In 2010 every banker is from Missouri: "Show me" that the franchisee, franchisor, and system are acceptable risks.

Access to capital is the number-one issue facing franchising in 2010. This isn't just an issue for new unit development--it is every bit as much of an issue for transfers. In both situations, franchisors have a large vested interest in ensuring that capital is there when a franchisee needs it.

By now we all know the forces that got us to this point. The question is, What can franchisors do this year to address the issue?

To understand the possibilities, we first must understand what the banking community is doing. They are in a risk reduction mood and will remain so for some time. Bank capital has been eroded with the housing crisis and will be further eroded with commercial real estate losses. Business loans are receiving much greater scrutiny, a situation that will last for some time to come. As many of you have heard me say: When evaluating a business credit departments look in the rearview mirror. Before extending credit they want to see 12 months of profitable performance. That implies we are at least a year away from any loosening of credit standards.
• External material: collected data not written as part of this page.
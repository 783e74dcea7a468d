//! Code-point indexed view of the input text.
//!
//! All tokenizer offsets are Unicode code-point indices, not byte indices,
//! so multi-byte identifiers and literals keep stable spans. `Source`
//! materializes the code points once up front; dialect predicates then get
//! O(1) positional access and allocation-free prefix comparison.

/// The input string, indexed by code point.
#[derive(Debug, Clone, Default)]
pub struct Source {
    text: String,
    chars: Vec<char>,
}

impl Source {
    pub fn new(text: impl Into<String>) -> Self {
        let text = text.into();
        let chars = text.chars().collect();
        Self { text, chars }
    }

    /// Length in code points.
    pub fn len(&self) -> usize {
        self.chars.len()
    }

    pub fn is_empty(&self) -> bool {
        self.chars.is_empty()
    }

    /// The original text, unindexed.
    pub fn text(&self) -> &str {
        &self.text
    }

    /// Code point at `pos`, or `None` past the end.
    pub fn char_at(&self, pos: usize) -> Option<char> {
        self.chars.get(pos).copied()
    }

    /// The `[start, end)` code-point range as an owned string. Out-of-range
    /// positions are clamped to the end of the input.
    pub fn slice(&self, start: usize, end: usize) -> String {
        let end = end.min(self.chars.len());
        let start = start.min(end);
        self.chars[start..end].iter().collect()
    }

    /// Whether `needle` occurs at `pos`. ASCII case folding is applied when
    /// `case_sensitive` is false, matching SQL's keyword conventions.
    pub fn matches_at(&self, pos: usize, needle: &str, case_sensitive: bool) -> bool {
        let mut i = pos;
        for expected in needle.chars() {
            let Some(actual) = self.char_at(i) else {
                return false;
            };
            let hit = if case_sensitive {
                actual == expected
            } else {
                actual.eq_ignore_ascii_case(&expected)
            };
            if !hit {
                return false;
            }
            i += 1;
        }
        true
    }
}

#[cfg(test)]
mod tests {
    use super::*;

    #[test]
    fn code_point_indexing() {
        let src = Source::new("héllo");
        assert_eq!(src.len(), 5); // code points, not bytes
        assert_eq!(src.char_at(1), Some('é'));
        assert_eq!(src.char_at(5), None);
        assert_eq!(src.slice(1, 4), "éll");
    }

    #[test]
    fn slice_clamps_out_of_range() {
        let src = Source::new("ab");
        assert_eq!(src.slice(1, 10), "b");
        assert_eq!(src.slice(5, 10), "");
    }

    #[test]
    fn prefix_matching_case_modes() {
        let src = Source::new("Select * FROM t");
        assert!(src.matches_at(0, "select", false));
        assert!(!src.matches_at(0, "select", true));
        assert!(src.matches_at(0, "Select", true));
        assert!(src.matches_at(9, "FROM", true));
        assert!(!src.matches_at(12, "FROM", true));
        assert!(!src.matches_at(14, "tx", true)); // runs past the end
    }
}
Gone are the days of preferred lender relationships, where one bank provided the majority of financing for one franchise system. Today many banks are needed, and most are smaller, community-based banks not experienced with your brand and often not even experienced with franchise lending.

What franchisors can do

Some franchisors are taking important steps that don't bring their balance sheets into play. For many years, being on the SBA Franchise Registry was a way to demonstrate additional support. Today it is a checklist item for most banks. If you're not listed and current, more than 1,000 other brands are--so it's easy for banks to move on to the next brand. Since banks are cherry-picking (you would too, if you were a bank), more extensive due diligence is the order of the day. Performance matters.

To stand out from the crowd, you must show banks that your franchisee and your brand are above-average credit risks. Your franchisee needs a professional package to present, and if they can't do it on their own get some help from a professional loan broker. In today's lending environment you also need to show bankers that franchisor and system performance are solid. That's why so many franchisors and more banks are asking for bank credit reports.

How much is enough?

While these indirect steps are now essential, they may not be sufficient given your brand's performance, reputation, growth plans, geographic area, industry, and other points that bankers are now assessing. Thus, an active financial support program may prove to be the difference-maker in achieving your growth goals in 2010. For decades some franchisors have provided direct credit support programs with a few common themes.

Bankers have two basic objectives: 1) to get their money back, and 2) to get a reasonable return. In today's weak economy, the first trumps the second. This isn't to say that bankers don't want to make a profit (and many are charging much higher rates when they can), it is merely to say that the risk of not getting their money back is the bigger objective to solve for today.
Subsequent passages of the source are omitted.